Visualization Grammar

Genome browser applications typically couple the visual representations to specific file formats and provide few customization options. GenomeSpy has a more abstract approach to visualization, providing combinatorial building blocks such as marks, transformations, and scales. As a result, users can author tailored visualizations that display the underlying data more effectively.

The concept was first introduced in The Grammar of Graphics and developed further in ggplot2 and Vega-Lite.

A dialect of Vega-Lite

The visualization grammar of GenomeSpy is a dialect of Vega-Lite, providing partial compatibility. However, the goals of GenomeSpy and Vega-Lite are different – GenomeSpy is more domain-specific and primarily intended for the visualization and analysis of large datasets containing genomic coordinates. Nevertheless, GenomeSpy tries to follow Vega-Lite's grammar where practical, and thus, this documentation has several references to its documentation.

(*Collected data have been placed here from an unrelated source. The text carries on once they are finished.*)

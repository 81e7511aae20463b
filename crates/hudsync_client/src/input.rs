//! Named mouse-callback registry.
//!
//! The host runtime exposes exactly one global mouse hook. Panels that
//! each install their own hook clobber each other, so this registry is
//! the single hook's fan-out: panels register under a name, and the
//! aggregated dispatch answers the host's "was this event consumed?"
//! question.

/// What the mouse did.
#[derive(Clone, Copy, Debug, PartialEq, Eq)]
pub enum MouseStatus {
    /// A button went down.
    Pressed,
    /// A button went down twice quickly.
    DoublePressed,
    /// A button came back up.
    Released,
    /// The wheel moved; the argument carries the direction.
    Wheeled,
}

impl MouseStatus {
    /// Maps the host runtime's status string, if it is one we know.
    #[must_use]
    pub fn from_host(status: &str) -> Option<Self> {
        match status {
            "pressed" => Some(Self::Pressed),
            "doublepressed" => Some(Self::DoublePressed),
            "released" => Some(Self::Released),
            "wheeled" => Some(Self::Wheeled),
            _ => None,
        }
    }
}

/// Mouse callback. Returns `true` to consume the event.
///
/// The argument is the button id, or the wheel direction for
/// [`MouseStatus::Wheeled`].
pub type MouseCallbackFn = Box<dyn FnMut(MouseStatus, i32) -> bool + Send>;

/// Insertion-ordered registry of named mouse callbacks.
///
/// Same identity rules as the store's listener registry: names are
/// unique, re-registering replaces in place, removal is by name.
#[derive(Default)]
pub struct MouseCallbacks {
    entries: Vec<(String, MouseCallbackFn)>,
}

impl MouseCallbacks {
    /// Creates an empty registry.
    #[must_use]
    pub fn new() -> Self {
        Self::default()
    }

    /// Registers `callback` under `name`, replacing any existing entry
    /// with that name in place.
    pub fn register(&mut self, name: impl Into<String>, callback: MouseCallbackFn) {
        let name = name.into();
        if let Some((_, slot)) = self.entries.iter_mut().find(|(n, _)| *n == name) {
            *slot = callback;
            return;
        }
        self.entries.push((name, callback));
    }

    /// Removes the callback registered under `name`.
    pub fn unregister(&mut self, name: &str) -> bool {
        let before = self.entries.len();
        self.entries.retain(|(n, _)| n != name);
        self.entries.len() != before
    }

    /// Feeds one mouse event to every callback, in registration order.
    ///
    /// Every callback runs even after one consumes the event; the result
    /// is whether *any* of them did. The host uses it to decide whether
    /// the event still reaches the game world.
    pub fn dispatch(&mut self, status: MouseStatus, button: i32) -> bool {
        let mut consumed = false;
        for (_, callback) in &mut self.entries {
            if callback(status, button) {
                consumed = true;
            }
        }
        consumed
    }

    /// Number of callbacks registered.
    #[must_use]
    pub fn len(&self) -> usize {
        self.entries.len()
    }

    /// Whether the registry holds no callbacks.
    #[must_use]
    pub fn is_empty(&self) -> bool {
        self.entries.is_empty()
    }
}

impl std::fmt::Debug for MouseCallbacks {
    fn fmt(&self, f: &mut std::fmt::Formatter<'_>) -> std::fmt::Result {
        f.debug_struct("MouseCallbacks")
            .field("entries", &self.entries.len())
            .finish()
    }
}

A single view specification

Each view specification must have at least the data to be visualized, the mark that will represent the data items, and an encoding that specifies how the fields of data are mapped to the visual channels of the mark. In addition, an optional transform steps allow for modifying the data before they are encoded into mark instances.

{
  "data": { "url": "sincos.csv" },
  "transform": [
    { "type": "formula", "expr": "abs(datum.sin)", "as": "abs(sin)" }
  ],
  "mark": "point",
  "encoding": {
    "x": { "field": "x", "type": "quantitative" },
    "y": { "field": "abs(sin)", "type": "quantitative" },
    "size": { "field": "x", "type": "quantitative" }
  }
}

Properties

data
Specifies a data source. If omitted, the data source is inherited from the parent view.
transform
An array of transformations applied to the data before visual encoding.
mark
The graphical mark presenting the data objects.
encoding
Specifies how data is encoded using the visual channels.
name
An internal name that can be used for referring the view. For referencing purposes, the name should be unique within the whole view hierarchy.
width
Width of the view. Check child sizing for details.
height
Height of the view. Check child sizing for details.
view
View background. An object with the following "rect" mark's properties: fill, stroke, strokeWidth, fillOpacity, strokeOpacity, and borderRadius.
padding
Padding applied to the view. Accepts either a number reprenting pixels or a PaddingConfig. Example: padding: { top: 10, right: 20, bottom: 10, left: 20 }
title
View title. Accepts a string or a title specification object. N.B.: Currently, GenomeSpy doesn't do bound calculation, and you need to manually specify proper padding for the view to ensure that the title is visible.
description
A description of the view. Can be used for documentation. The description of the top-level view is shown in the toolbar of the GenomeSpy app.
baseUrl
The base URL for relative URL data sources. The base URLs are inherited in the view hierarchy unless overridden with this property. By default, the top-level view's base URL equals to the visualization specification's base URL.
opacity
Configures a static or dynamic opacity of the view. The latter enables semantic zooming. TODO: Elaborate.
visible
The default visibility of the view. An invisible view is removed from the layout and not rendered. For context, see toggleable view visibility.

View composition for more complex visualizations

View composition allows for building more complex visualizations from multiple single-view specifications. For example, the layer operator allows creation of custom glyphs and the concatenation operators enables stacked layouts resembling genome browsers with multiple tracks.